LUCKNOW: While the word ‘Allopathy’ was used for the first time in 1827 by Samuel Hahnemann, Sushrut was born in 800 BC. As most of us are not even aware how conditioned we are, it is not easy to choose the better out of the two. We see what we want to see, and love the status quo. For example, even during the 18th Century, people opposed efforts to such an extent that Jonas Hanway was attacked when he carried an umbrella in London in 1780. There was a gap of 78 years in acceptance of small pox vaccination.

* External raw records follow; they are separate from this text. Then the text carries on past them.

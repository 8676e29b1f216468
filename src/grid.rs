//! Grid representation shared by pieces and cards.
//!
//! Every piece and card lives on the same fixed `GRID_DIM x GRID_DIM` grid.
//! A set of cells is a bitmask where bit `row * GRID_DIM + col` is set for an
//! occupied cell, so containment and overlap checks are single AND operations.

use std::fmt;

use crate::error::SetupError;
use crate::geometry::Coord;

/// Cells per grid side.
pub const GRID_DIM: usize = 5;

/// Total cells in the grid.
pub const GRID_CELLS: usize = GRID_DIM * GRID_DIM;

/// Bitmask with every grid cell set (lowest 25 bits).
const ALL_CELLS: u32 = (1 << GRID_CELLS) - 1;

/// Per-cell integer counts, indexed `[row][col]`.
pub type CellCounts = [[u32; GRID_DIM]; GRID_DIM];

/// Converts (row, col) coordinates to a linear cell index.
///
/// Index order is row-major: `idx = row * GRID_DIM + col`.
#[inline(always)]
pub const fn coord_to_idx(row: i32, col: i32) -> usize {
    (row as usize) * GRID_DIM + (col as usize)
}

/// Converts a linear cell index to (row, col) coordinates.
#[inline(always)]
pub const fn idx_to_coord(cell_index: usize) -> Coord {
    ((cell_index / GRID_DIM) as i32, (cell_index % GRID_DIM) as i32)
}

/// Returns true if the coordinate lies inside the grid.
#[inline]
pub fn in_bounds((row, col): Coord) -> bool {
    (0..GRID_DIM as i32).contains(&row) && (0..GRID_DIM as i32).contains(&col)
}

/// A set of grid cells stored as a bitmask.
///
/// Used both for piece placements (configurations) and card masks.
#[derive(Clone, Copy, Default, PartialEq, Eq, Hash, PartialOrd, Ord)]
pub struct CellSet(u32);

impl CellSet {
    /// The set with no cells.
    pub const EMPTY: Self = Self(0);

    /// The set with every grid cell.
    pub const FULL: Self = Self(ALL_CELLS);

    /// Wraps a raw bitmask, dropping bits outside the grid.
    pub const fn from_bits(bits: u32) -> Self {
        Self(bits & ALL_CELLS)
    }

    /// Raw bitmask.
    pub const fn bits(self) -> u32 {
        self.0
    }

    /// Builds a set from in-grid coordinates.
    ///
    /// Panics if a coordinate lies outside the grid; callers translate shapes
    /// into the grid before stamping them.
    pub fn from_coords(coords: impl IntoIterator<Item = Coord>) -> Self {
        let mut bits = 0u32;
        for coord in coords {
            assert!(in_bounds(coord), "cell {coord:?} outside the grid");
            bits |= 1 << coord_to_idx(coord.0, coord.1);
        }
        Self(bits)
    }

    /// Parses a `GRID_DIM x GRID_DIM` boolean matrix.
    ///
    /// `what` names the matrix in the error message.
    pub fn from_rows(rows: &[Vec<bool>], what: impl Into<String>) -> Result<Self, SetupError> {
        let bad_row = rows.iter().find(|row| row.len() != GRID_DIM);
        if rows.len() != GRID_DIM || bad_row.is_some() {
            return Err(SetupError::Dimensions {
                what: what.into(),
                expected: GRID_DIM,
                rows: rows.len(),
                cols: bad_row.or(rows.first()).map_or(0, Vec::len),
            });
        }

        let mut bits = 0u32;
        for (row, cells) in rows.iter().enumerate() {
            for (col, &occupied) in cells.iter().enumerate() {
                if occupied {
                    bits |= 1 << coord_to_idx(row as i32, col as i32);
                }
            }
        }
        Ok(Self(bits))
    }

    /// Returns true if the cell at (row, col) is in the set.
    #[inline]
    pub fn contains(self, row: usize, col: usize) -> bool {
        row < GRID_DIM && col < GRID_DIM && self.0 & (1 << (row * GRID_DIM + col)) != 0
    }

    /// Number of cells in the set.
    #[inline]
    pub fn len(self) -> usize {
        self.0.count_ones() as usize
    }

    #[inline]
    pub fn is_empty(self) -> bool {
        self.0 == 0
    }

    /// Returns true if every cell of `self` is also in `other`.
    #[inline]
    pub fn is_subset(self, other: Self) -> bool {
        self.0 & !other.0 == 0
    }

    /// Returns true if the two sets share a cell.
    #[inline]
    pub fn intersects(self, other: Self) -> bool {
        self.0 & other.0 != 0
    }

    /// Cells in `self` that are not in `other`.
    #[inline]
    pub fn difference(self, other: Self) -> Self {
        Self(self.0 & !other.0)
    }

    /// Cell indices in increasing order.
    pub fn indices(self) -> impl Iterator<Item = usize> {
        (0..GRID_CELLS).filter(move |&idx| self.0 & (1 << idx) != 0)
    }

    /// Cell coordinates in row-major order.
    pub fn coords(self) -> impl Iterator<Item = Coord> {
        self.indices().map(idx_to_coord)
    }

    /// Expands the set into a `[row][col]` boolean matrix.
    pub fn to_rows(self) -> [[bool; GRID_DIM]; GRID_DIM] {
        let mut rows = [[false; GRID_DIM]; GRID_DIM];
        for (row, col) in self.coords() {
            rows[row as usize][col as usize] = true;
        }
        rows
    }
}

impl fmt::Debug for CellSet {
    fn fmt(&self, f: &mut fmt::Formatter<'_>) -> fmt::Result {
        write!(f, "CellSet({:#027b})", self.0)
    }
}

impl fmt::Display for CellSet {
    fn fmt(&self, f: &mut fmt::Formatter<'_>) -> fmt::Result {
        f.write_str(&format_cells(*self))
    }
}

/// Formats a cell set as a grid, `#` for occupied and `.` for empty.
pub fn format_cells(cells: CellSet) -> String {
    format_grid(|row, col| if cells.contains(row, col) { '#' } else { '.' })
}

/// Formats per-cell counts as a right-aligned number grid.
pub fn format_counts(counts: &CellCounts) -> String {
    let width = counts
        .iter()
        .flatten()
        .map(|count| count.to_string().len())
        .max()
        .unwrap_or(1);

    let mut output = String::new();
    for row in counts {
        let line: Vec<String> = row
            .iter()
            .map(|count| format!("{count:>width$}"))
            .collect();
        output.push_str(&line.join(" "));
        output.push('\n');
    }
    output
}

/// Formats one character per cell, one line per row.
pub(crate) fn format_grid(mut cell_char: impl FnMut(usize, usize) -> char) -> String {
    let mut output = String::with_capacity(GRID_CELLS + GRID_DIM);
    for row in 0..GRID_DIM {
        for col in 0..GRID_DIM {
            output.push(cell_char(row, col));
        }
        output.push('\n');
    }
    output
}
//! Game configuration records.
//!
//! Plain serde records loaded from TOML. Nothing here knows about geometry;
//! `GameManager::new` turns the records into pieces, cards and players and
//! reports anything malformed as a `SetupError`.

use std::path::Path;

use serde::{Deserialize, Serialize};
use tracing::{debug, info, instrument};

use crate::error::SetupError;
use crate::strategy::StrategyKind;

/// Configuration embedded in the binary, used when no file is given.
pub const DEFAULT_CONFIG: &str = include_str!("../configs/default.toml");

/// Complete game setup.
#[derive(Debug, Clone, Serialize, Deserialize)]
pub struct GameConfig {
    pub game: GameParameters,
    #[serde(default)]
    pub logging: LoggingConfig,
    pub players: Vec<PlayerDef>,
    pub pieces: Vec<PieceDef>,
    pub cards: Vec<CardDef>,
}

impl GameConfig {
    /// Parses a configuration from TOML text.
    ///
    /// `origin` names the source in error messages.
    pub fn from_toml(text: &str, origin: &str) -> Result<Self, SetupError> {
        toml::from_str(text).map_err(|source| SetupError::Parse {
            origin: origin.to_string(),
            source,
        })
    }

    /// Loads a configuration file.
    #[instrument(skip(path), fields(path = %path.as_ref().display()))]
    pub fn from_file(path: impl AsRef<Path>) -> Result<Self, SetupError> {
        let path = path.as_ref();
        debug!("Loading config from file");
        let text = std::fs::read_to_string(path).map_err(|source| SetupError::Read {
            path: path.display().to_string(),
            source,
        })?;

        let config = Self::from_toml(&text, &path.display().to_string())?;
        info!(
            pieces = config.pieces.len(),
            cards = config.cards.len(),
            "Config loaded"
        );
        Ok(config)
    }

    /// The embedded default configuration.
    pub fn builtin() -> Result<Self, SetupError> {
        Self::from_toml(DEFAULT_CONFIG, "built-in configuration")
    }

    /// Looks up a piece definition by name.
    pub fn piece(&self, name: &str) -> Option<&PieceDef> {
        self.pieces.iter().find(|piece| piece.name == name)
    }
}

/// Turn and rule parameters.
#[derive(Debug, Clone, Serialize, Deserialize)]
pub struct GameParameters {
    pub max_turns: u32,
    /// Seed for every random choice in the game; entropy when absent.
    #[serde(default)]
    pub seed: Option<u64>,
    #[serde(default = "default_actions_per_turn")]
    pub actions_per_turn: u32,
    /// How many active cards a player may hold before TakeCard is refused.
    #[serde(default = "default_card_limit")]
    pub card_limit: usize,
    /// Bound on consecutive failed attempts within one turn.
    #[serde(default = "default_max_attempts")]
    pub max_attempts: u32,
}

fn default_actions_per_turn() -> u32 {
    3
}

fn default_card_limit() -> usize {
    1
}

fn default_max_attempts() -> u32 {
    10
}

/// How much the game logs.
#[derive(Debug, Clone, Copy, Default, PartialEq, Eq, Serialize, Deserialize, clap::ValueEnum)]
#[serde(rename_all = "snake_case")]
pub enum LogMode {
    /// Game start, per-turn summaries and the outcome.
    #[default]
    Normal,
    /// Adds every action attempt.
    Detailed,
    /// Adds action resolution and geometry internals.
    FullDebug,
}

impl LogMode {
    /// `EnvFilter` directive for this crate at this verbosity.
    pub fn filter_directive(self) -> &'static str {
        match self {
            LogMode::Normal => "polycard=info",
            LogMode::Detailed => "polycard=debug",
            LogMode::FullDebug => "polycard=trace",
        }
    }
}

#[derive(Debug, Clone, Default, Serialize, Deserialize)]
pub struct LoggingConfig {
    #[serde(default)]
    pub mode: LogMode,
}

#[derive(Debug, Clone, Serialize, Deserialize)]
pub struct PlayerDef {
    pub name: String,
    #[serde(default)]
    pub strategy: StrategyKind,
}

/// A piece as written in the configuration.
#[derive(Debug, Clone, Serialize, Deserialize)]
pub struct PieceDef {
    pub name: String,
    pub level: u32,
    pub shape: Vec<Vec<Cell>>,
}

/// A card as written in the configuration.
#[derive(Debug, Clone, Serialize, Deserialize)]
pub struct CardDef {
    pub mask: Vec<Vec<Cell>>,
    #[serde(default)]
    pub reward: RewardDef,
}

#[derive(Debug, Clone, Default, Serialize, Deserialize)]
pub struct RewardDef {
    #[serde(default)]
    pub points: u32,
    /// Name of the piece granted on completion.
    #[serde(default)]
    pub piece: Option<String>,
}

/// One matrix entry; configs write either `0`/`1` or `true`/`false`.
#[derive(Debug, Clone, Copy, PartialEq, Eq, Serialize, Deserialize)]
#[serde(untagged)]
pub enum Cell {
    Flag(bool),
    Count(u8),
}

impl Cell {
    pub fn is_set(self) -> bool {
        match self {
            Cell::Flag(flag) => flag,
            Cell::Count(count) => count != 0,
        }
    }
}

/// Converts a configured matrix into booleans.
pub fn cells_to_rows(matrix: &[Vec<Cell>]) -> Vec<Vec<bool>> {
    matrix
        .iter()
        .map(|row| row.iter().map(|cell| cell.is_set()).collect())
        .collect()
}

#[cfg(test)]
mod tests {
    use super::*;

    const MINIMAL: &str = r#"
        [game]
        max_turns = 4

        [[players]]
        name = "Ada"

        [[players]]
        name = "Grace"
        strategy = "random"

        [[pieces]]
        name = "square_1"
        level = 1
        shape = [[1, 0, 0, 0, 0], [0, 0, 0, 0, 0], [0, 0, 0, 0, 0], [0, 0, 0, 0, 0], [0, 0, 0, 0, 0]]

        [[cards]]
        mask = [
            [false, false, true, true, false],
            [false, false, true, true, false],
            [false, false, false, false, false],
            [false, false, false, false, false],
            [false, false, false, false, false],
        ]
        reward = { points = 2, piece = "square_1" }
    "#;

    #[test]
    fn test_parses_minimal_config_with_defaults() {
        let config = GameConfig::from_toml(MINIMAL, "test").unwrap();

        assert_eq!(config.game.max_turns, 4);
        assert_eq!(config.game.seed, None);
        assert_eq!(config.game.actions_per_turn, 3);
        assert_eq!(config.game.card_limit, 1);
        assert_eq!(config.game.max_attempts, 10);
        assert_eq!(config.logging.mode, LogMode::Normal);
        assert_eq!(config.players[0].strategy, StrategyKind::Greedy);
        assert_eq!(config.players[1].strategy, StrategyKind::Random);
        assert_eq!(config.cards[0].reward.points, 2);
        assert_eq!(config.cards[0].reward.piece.as_deref(), Some("square_1"));
        assert!(config.piece("square_1").is_some());
        assert!(config.piece("line_2").is_none());
    }

    #[test]
    fn test_cells_accept_flags_and_counts() {
        let config = GameConfig::from_toml(MINIMAL, "test").unwrap();

        let shape = cells_to_rows(&config.pieces[0].shape);
        assert!(shape[0][0]);
        assert!(!shape[0][1]);

        let mask = cells_to_rows(&config.cards[0].mask);
        assert_eq!(mask[0], vec![false, false, true, true, false]);
    }

    #[test]
    fn test_parse_error_names_origin() {
        let err = GameConfig::from_toml("[game]\nmax_turns = \"many\"", "broken.toml").unwrap_err();
        assert!(matches!(err, SetupError::Parse { .. }));
        assert!(err.to_string().starts_with("failed to parse broken.toml"));
    }

    #[test]
    fn test_missing_file_is_a_read_error() {
        let err = GameConfig::from_file("/nonexistent/polycard.toml").unwrap_err();
        assert!(matches!(err, SetupError::Read { .. }));
    }

    #[test]
    fn test_builtin_config_parses() {
        let config = GameConfig::builtin().unwrap();
        assert_eq!(config.players.len(), 2);
        assert!(config.pieces.iter().any(|piece| piece.level == 1));
        assert!(!config.cards.is_empty());
    }

    #[test]
    fn test_log_mode_directives() {
        assert_eq!(LogMode::Normal.filter_directive(), "polycard=info");
        assert_eq!(LogMode::FullDebug.filter_directive(), "polycard=trace");
    }
}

Let us understand how allopathy has flourished globally so well. Mainly due to research and usage of modern technology for precise diagnosis, followed by quick cure by using new medicines. The dictum is: what is measurable must be measured; and what is yet not measurable, efforts should continue to make it measurable.
However, within the best of medical fraternity abroad also, there have been near cruel opposition to creativity and brilliance due to prevailing conditioning among them. The pioneer of laparoscopy in 1960s, Kurt Karl Stephan Semm, was fiercely opposed; while he was in the middle of a slide projection, his projector was unplugged with the explanation that such unethical surgery should not be presented. He had even to undergo a brain-scan because colleagues suspected that only a person with brain damage would perform laparoscopic surgery. However, his journey of excellence continued.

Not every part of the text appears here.